• _WHAT YOU ARE ASKED TO DO_
Where "Option" occurs in a line of the entries below, copy that line.

• _DATASET RECORDS_
== == ==
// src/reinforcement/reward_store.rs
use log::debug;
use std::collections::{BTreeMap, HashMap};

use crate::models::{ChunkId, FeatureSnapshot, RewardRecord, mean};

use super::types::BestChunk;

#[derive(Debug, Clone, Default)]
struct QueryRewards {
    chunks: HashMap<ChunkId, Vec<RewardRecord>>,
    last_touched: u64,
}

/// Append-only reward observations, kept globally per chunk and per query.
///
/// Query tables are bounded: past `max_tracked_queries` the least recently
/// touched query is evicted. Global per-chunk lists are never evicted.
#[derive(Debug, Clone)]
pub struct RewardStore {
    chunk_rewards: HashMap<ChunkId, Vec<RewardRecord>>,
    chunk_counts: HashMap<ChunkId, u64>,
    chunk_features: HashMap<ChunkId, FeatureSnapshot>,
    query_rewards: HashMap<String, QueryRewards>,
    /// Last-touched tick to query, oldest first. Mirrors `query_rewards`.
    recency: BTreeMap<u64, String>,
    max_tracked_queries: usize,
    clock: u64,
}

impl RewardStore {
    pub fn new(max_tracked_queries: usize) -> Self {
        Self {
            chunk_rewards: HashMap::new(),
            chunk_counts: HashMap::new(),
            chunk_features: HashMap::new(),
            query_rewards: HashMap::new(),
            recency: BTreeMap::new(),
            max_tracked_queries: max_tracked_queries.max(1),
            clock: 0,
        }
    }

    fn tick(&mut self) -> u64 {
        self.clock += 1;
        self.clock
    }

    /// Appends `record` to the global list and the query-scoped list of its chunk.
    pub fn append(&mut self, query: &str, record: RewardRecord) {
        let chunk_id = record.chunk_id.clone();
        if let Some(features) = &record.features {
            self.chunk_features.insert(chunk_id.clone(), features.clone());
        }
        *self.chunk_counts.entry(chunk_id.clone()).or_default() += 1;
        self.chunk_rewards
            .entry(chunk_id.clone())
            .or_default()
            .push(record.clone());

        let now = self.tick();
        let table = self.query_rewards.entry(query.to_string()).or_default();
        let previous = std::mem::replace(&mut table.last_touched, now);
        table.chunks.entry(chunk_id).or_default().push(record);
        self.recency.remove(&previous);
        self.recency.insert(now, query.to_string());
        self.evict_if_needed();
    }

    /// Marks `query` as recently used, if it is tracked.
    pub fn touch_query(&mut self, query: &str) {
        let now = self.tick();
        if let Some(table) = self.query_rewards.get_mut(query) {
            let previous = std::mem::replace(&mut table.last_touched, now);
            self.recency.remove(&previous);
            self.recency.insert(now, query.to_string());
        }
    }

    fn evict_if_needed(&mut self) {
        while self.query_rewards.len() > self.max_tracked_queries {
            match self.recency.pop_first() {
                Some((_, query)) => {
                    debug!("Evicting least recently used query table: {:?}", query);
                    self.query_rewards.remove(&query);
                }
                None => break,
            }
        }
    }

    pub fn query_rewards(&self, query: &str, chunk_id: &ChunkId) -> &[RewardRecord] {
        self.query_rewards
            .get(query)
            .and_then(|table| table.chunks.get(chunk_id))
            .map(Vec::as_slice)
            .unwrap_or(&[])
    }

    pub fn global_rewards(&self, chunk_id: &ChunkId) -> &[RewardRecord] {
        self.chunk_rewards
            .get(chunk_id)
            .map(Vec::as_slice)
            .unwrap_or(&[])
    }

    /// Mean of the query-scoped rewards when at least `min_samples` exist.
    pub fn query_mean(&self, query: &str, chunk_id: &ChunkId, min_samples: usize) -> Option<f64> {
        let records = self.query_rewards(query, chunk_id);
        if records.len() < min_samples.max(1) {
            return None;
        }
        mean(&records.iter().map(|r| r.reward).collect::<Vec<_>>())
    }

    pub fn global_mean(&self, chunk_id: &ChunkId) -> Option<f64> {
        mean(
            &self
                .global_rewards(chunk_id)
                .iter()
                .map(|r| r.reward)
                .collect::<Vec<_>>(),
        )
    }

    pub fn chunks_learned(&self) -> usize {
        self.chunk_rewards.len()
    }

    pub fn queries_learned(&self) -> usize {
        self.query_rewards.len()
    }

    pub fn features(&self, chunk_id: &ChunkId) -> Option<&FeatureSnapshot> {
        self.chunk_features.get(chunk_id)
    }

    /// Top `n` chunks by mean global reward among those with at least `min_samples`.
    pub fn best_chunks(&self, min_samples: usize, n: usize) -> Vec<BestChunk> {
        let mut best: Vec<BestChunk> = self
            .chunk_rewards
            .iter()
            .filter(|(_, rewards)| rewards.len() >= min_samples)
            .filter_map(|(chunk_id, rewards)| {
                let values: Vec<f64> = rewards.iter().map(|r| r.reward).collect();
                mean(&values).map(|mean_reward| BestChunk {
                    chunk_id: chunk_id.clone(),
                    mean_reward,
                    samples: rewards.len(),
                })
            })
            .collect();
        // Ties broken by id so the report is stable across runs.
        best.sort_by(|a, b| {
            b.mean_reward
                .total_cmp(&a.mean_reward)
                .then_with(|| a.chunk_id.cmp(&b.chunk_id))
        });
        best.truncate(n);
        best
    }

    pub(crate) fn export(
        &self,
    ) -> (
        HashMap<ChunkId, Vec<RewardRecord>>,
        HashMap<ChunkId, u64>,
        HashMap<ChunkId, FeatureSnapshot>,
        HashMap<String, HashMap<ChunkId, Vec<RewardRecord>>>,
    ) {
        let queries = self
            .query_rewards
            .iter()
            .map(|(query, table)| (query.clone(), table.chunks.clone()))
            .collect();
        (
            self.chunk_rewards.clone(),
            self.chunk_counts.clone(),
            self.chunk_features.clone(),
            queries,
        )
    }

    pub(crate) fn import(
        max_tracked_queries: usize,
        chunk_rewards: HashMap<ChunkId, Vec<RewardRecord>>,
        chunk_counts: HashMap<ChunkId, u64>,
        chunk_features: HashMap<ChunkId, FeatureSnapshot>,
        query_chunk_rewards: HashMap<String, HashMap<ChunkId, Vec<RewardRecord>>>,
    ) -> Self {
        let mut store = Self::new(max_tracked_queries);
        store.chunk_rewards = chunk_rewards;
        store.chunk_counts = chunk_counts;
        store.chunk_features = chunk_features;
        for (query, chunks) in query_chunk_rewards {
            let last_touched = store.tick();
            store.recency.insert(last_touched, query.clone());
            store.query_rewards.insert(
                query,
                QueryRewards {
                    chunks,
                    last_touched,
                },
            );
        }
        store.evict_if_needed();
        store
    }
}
== == ==
• _TASK OUTPUT_
    pub fn query_mean(&self, query: &str, chunk_id: &ChunkId, min_samples: usize) -> Option<f64> {
    pub fn global_mean(&self, chunk_id: &ChunkId) -> Option<f64> {
    pub fn features(&self, chunk_id: &ChunkId) -> Option<&FeatureSnapshot> {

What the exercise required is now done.